• **How to complete this task**: Search term "trailing": copy each line of the data containing it.

(Stored data entries)
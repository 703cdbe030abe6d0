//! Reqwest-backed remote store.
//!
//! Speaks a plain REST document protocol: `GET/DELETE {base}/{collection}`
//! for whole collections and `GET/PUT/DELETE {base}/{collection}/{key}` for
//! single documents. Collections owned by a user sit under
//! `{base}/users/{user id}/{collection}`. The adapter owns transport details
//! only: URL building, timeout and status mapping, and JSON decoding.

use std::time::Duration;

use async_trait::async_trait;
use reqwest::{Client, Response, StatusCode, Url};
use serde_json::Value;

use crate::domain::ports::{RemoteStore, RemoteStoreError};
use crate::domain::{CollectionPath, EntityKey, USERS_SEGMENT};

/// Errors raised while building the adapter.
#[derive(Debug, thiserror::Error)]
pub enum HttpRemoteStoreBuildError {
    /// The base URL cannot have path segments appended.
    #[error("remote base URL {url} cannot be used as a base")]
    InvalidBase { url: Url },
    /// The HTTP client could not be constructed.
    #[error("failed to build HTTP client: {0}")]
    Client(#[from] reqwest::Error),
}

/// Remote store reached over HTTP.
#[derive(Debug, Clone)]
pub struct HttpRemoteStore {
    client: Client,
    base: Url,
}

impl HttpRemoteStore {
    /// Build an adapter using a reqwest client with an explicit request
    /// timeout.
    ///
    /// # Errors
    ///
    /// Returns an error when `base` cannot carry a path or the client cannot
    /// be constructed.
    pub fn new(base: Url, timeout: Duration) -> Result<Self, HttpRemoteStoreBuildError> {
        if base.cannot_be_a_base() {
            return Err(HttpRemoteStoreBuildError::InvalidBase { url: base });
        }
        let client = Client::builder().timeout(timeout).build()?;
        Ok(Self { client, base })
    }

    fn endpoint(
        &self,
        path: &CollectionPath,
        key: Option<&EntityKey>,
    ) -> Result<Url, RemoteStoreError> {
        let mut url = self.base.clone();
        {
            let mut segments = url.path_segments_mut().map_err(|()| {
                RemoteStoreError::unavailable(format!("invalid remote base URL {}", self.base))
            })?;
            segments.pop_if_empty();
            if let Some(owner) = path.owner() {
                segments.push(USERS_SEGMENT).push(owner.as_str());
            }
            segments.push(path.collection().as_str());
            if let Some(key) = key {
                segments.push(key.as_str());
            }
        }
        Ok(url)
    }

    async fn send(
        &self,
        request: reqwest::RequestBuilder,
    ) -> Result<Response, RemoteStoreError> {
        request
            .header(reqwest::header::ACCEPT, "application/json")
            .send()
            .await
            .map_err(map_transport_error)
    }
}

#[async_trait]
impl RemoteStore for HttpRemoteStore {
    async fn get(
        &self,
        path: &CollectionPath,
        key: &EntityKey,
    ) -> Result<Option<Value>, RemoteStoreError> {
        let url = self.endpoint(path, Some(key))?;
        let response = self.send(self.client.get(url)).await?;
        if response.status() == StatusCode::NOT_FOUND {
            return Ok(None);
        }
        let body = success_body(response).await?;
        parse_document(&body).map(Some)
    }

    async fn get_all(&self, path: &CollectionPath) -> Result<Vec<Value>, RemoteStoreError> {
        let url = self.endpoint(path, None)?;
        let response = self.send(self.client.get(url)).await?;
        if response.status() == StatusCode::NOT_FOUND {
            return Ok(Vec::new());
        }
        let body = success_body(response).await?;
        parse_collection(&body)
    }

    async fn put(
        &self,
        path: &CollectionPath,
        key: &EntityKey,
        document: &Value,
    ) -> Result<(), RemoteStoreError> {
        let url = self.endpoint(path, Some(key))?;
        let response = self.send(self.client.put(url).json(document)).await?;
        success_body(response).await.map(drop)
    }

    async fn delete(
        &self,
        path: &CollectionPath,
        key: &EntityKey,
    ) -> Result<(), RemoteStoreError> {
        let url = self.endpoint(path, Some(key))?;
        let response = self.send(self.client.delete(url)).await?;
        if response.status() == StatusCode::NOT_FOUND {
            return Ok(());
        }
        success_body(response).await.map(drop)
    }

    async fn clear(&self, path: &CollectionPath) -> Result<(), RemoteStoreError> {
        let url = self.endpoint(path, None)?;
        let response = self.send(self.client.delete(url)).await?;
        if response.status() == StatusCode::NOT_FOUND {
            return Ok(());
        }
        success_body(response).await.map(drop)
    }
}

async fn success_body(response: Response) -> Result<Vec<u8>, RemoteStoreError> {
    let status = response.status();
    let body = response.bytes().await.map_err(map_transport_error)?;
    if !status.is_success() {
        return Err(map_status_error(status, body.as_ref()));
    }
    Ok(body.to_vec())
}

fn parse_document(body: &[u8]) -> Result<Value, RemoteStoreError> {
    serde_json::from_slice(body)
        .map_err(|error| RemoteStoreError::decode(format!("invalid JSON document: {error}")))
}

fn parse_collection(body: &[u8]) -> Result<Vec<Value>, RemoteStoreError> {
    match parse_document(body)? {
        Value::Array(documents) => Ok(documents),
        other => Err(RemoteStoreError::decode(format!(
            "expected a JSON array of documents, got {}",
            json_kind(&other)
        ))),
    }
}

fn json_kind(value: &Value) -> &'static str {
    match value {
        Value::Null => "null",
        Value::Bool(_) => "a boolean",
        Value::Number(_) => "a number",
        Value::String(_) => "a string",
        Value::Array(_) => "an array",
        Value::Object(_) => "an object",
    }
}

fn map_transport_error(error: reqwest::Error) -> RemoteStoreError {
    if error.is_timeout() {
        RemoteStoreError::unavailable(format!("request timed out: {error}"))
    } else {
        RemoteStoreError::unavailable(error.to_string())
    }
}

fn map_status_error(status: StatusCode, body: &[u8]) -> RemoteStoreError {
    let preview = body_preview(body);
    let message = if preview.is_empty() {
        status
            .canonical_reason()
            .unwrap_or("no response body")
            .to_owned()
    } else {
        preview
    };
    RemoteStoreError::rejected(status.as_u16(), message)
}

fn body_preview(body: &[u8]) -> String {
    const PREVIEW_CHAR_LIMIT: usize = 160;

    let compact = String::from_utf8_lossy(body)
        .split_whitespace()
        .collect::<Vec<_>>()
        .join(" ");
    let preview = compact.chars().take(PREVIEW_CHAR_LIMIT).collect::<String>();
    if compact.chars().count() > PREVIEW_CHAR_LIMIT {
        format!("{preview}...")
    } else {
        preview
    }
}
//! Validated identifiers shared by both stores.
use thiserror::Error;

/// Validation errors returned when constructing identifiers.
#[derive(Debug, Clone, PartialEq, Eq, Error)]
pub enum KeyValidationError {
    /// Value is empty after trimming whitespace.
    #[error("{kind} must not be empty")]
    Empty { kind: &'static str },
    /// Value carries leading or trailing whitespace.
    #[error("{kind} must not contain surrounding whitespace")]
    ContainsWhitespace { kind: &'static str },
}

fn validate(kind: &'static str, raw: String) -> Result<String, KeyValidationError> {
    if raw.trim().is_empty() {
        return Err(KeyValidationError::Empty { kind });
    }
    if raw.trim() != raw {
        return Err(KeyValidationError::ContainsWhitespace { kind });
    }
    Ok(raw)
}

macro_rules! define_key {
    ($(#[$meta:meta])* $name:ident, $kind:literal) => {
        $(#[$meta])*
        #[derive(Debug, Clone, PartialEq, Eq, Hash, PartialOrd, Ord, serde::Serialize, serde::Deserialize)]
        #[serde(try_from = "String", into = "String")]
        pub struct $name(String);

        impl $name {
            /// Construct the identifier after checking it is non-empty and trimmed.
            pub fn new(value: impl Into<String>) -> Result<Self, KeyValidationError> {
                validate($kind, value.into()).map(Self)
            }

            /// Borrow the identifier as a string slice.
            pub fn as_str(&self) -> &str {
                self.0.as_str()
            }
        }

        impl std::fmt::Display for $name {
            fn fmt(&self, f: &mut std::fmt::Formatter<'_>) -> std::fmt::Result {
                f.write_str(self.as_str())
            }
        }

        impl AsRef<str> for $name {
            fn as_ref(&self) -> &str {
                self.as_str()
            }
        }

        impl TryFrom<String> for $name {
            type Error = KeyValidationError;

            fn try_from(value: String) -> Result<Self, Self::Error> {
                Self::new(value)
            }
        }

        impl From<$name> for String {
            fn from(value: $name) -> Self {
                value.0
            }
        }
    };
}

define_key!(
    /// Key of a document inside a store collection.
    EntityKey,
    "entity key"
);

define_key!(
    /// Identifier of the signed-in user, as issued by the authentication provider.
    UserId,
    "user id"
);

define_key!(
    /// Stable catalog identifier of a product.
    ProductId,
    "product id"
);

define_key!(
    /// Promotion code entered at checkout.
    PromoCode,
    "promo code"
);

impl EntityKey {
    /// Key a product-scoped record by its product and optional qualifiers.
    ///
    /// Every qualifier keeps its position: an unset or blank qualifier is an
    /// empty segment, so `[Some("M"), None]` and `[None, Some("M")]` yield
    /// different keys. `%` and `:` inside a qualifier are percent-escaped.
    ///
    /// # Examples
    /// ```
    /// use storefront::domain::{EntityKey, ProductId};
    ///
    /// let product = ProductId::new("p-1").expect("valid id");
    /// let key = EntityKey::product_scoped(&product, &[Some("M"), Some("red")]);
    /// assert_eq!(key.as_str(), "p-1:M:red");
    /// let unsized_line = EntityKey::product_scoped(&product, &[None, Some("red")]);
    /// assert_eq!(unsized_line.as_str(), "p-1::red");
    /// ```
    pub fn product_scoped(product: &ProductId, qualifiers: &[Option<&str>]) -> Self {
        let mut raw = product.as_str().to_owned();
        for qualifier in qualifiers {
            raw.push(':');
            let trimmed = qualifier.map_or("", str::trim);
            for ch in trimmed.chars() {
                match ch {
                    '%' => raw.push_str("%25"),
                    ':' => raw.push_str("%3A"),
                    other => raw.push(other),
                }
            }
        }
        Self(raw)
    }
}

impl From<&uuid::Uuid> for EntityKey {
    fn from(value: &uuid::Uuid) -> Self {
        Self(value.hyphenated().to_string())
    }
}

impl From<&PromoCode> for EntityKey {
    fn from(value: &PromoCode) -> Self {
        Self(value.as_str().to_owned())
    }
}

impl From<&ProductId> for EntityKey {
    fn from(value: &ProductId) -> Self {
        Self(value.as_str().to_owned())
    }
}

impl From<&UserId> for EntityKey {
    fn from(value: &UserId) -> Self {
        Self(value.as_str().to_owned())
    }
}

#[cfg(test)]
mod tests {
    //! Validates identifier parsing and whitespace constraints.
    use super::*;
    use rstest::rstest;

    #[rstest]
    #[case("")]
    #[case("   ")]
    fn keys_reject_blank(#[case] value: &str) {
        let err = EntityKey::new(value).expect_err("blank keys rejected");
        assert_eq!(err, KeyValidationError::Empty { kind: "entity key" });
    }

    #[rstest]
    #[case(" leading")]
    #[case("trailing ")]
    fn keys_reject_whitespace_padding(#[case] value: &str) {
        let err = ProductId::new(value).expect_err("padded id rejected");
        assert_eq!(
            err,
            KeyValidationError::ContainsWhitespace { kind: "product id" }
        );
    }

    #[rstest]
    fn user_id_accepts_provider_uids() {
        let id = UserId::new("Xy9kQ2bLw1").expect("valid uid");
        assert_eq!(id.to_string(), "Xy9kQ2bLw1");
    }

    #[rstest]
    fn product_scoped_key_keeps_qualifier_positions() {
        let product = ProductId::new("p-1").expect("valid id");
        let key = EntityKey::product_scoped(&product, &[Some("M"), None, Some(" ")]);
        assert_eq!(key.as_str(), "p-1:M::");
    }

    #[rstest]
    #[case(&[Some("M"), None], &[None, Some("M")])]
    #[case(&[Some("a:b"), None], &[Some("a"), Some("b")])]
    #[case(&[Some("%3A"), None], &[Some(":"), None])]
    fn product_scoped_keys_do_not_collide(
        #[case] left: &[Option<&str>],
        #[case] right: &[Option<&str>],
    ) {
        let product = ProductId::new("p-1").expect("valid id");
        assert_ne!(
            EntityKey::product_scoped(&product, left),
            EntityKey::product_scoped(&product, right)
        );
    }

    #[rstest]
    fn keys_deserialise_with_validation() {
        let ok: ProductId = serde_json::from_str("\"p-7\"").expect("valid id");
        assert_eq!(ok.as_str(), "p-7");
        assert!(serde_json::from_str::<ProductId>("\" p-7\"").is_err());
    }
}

• **Answer to this problem**:
    /// Value carries leading or trailing whitespace.
    #[case("trailing ")]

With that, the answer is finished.